Work out how many lines in the following entries contain the string "path", and write only that number.

The records:
::::
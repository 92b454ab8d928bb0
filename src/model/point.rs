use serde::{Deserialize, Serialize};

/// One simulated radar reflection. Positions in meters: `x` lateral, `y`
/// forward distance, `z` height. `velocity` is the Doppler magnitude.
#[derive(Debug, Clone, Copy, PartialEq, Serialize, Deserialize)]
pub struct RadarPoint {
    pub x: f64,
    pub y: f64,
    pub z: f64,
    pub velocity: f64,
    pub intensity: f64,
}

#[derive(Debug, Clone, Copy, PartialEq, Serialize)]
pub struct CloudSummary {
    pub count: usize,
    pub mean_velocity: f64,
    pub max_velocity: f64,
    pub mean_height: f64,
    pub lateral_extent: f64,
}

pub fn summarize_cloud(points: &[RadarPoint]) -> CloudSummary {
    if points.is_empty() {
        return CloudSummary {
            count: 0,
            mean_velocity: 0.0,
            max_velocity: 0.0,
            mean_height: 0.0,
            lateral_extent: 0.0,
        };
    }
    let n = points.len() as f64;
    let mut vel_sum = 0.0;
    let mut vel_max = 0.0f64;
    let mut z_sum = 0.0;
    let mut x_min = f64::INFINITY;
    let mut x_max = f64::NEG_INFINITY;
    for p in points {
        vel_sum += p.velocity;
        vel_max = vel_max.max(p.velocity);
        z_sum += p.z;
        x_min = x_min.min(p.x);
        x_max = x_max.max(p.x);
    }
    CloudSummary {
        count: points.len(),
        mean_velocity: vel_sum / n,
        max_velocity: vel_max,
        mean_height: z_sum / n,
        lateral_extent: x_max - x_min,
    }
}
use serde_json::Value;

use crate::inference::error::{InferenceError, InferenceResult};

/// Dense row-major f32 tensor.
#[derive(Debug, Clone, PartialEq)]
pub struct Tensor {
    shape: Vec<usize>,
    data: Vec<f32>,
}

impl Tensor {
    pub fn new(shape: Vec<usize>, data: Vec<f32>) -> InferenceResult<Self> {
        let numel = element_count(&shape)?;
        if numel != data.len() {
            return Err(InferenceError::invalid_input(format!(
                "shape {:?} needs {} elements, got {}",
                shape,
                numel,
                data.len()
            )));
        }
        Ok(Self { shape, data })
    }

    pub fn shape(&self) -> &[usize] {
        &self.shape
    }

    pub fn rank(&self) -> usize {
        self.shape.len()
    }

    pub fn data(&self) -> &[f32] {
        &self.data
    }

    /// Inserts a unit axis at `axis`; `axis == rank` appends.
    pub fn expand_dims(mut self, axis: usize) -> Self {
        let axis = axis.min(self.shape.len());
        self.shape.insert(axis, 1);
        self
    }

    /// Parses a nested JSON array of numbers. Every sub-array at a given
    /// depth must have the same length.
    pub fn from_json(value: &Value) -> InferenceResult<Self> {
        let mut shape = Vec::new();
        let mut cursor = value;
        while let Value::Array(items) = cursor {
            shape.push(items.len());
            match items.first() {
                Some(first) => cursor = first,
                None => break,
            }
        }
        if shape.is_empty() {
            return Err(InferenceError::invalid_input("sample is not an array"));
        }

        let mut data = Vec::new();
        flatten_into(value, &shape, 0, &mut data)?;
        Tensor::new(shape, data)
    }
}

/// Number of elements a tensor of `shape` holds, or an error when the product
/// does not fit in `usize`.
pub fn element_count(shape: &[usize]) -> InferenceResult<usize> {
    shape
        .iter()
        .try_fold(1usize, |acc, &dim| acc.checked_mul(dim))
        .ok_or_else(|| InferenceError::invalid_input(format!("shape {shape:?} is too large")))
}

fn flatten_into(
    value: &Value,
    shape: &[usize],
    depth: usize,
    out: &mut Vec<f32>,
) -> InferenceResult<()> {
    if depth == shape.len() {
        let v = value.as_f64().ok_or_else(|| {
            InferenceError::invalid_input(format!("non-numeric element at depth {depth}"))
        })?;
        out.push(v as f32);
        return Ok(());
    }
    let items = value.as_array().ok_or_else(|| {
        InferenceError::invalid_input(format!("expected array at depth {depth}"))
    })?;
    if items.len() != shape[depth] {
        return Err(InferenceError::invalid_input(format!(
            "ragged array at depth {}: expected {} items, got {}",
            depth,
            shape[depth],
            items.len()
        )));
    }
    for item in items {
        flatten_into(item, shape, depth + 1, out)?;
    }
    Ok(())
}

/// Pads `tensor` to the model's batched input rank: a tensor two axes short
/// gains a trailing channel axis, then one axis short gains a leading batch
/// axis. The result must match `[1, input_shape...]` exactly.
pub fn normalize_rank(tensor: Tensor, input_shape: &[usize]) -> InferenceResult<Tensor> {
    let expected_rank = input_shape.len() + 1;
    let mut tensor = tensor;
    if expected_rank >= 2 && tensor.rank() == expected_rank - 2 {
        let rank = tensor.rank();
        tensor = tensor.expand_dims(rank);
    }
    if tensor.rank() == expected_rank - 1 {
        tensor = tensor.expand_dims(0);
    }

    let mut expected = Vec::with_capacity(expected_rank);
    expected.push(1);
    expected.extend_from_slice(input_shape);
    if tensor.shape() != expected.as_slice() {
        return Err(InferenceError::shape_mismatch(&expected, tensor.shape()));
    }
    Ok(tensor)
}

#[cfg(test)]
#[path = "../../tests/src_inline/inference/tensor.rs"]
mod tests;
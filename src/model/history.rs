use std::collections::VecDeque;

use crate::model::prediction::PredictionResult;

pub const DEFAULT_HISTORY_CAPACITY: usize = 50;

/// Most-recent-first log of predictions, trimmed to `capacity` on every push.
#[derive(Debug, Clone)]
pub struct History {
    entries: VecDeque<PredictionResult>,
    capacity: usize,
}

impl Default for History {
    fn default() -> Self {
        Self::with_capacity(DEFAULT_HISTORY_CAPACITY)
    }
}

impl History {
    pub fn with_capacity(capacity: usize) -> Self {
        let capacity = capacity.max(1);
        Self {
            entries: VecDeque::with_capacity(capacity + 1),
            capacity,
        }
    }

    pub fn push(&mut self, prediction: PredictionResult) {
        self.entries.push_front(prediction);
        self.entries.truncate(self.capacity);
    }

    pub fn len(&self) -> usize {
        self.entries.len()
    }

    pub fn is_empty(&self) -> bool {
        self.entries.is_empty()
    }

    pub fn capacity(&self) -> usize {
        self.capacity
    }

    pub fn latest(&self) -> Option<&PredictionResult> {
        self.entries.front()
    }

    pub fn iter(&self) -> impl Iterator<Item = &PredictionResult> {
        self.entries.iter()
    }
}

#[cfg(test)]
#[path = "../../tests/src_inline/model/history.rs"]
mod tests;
::::
Problem solution: 2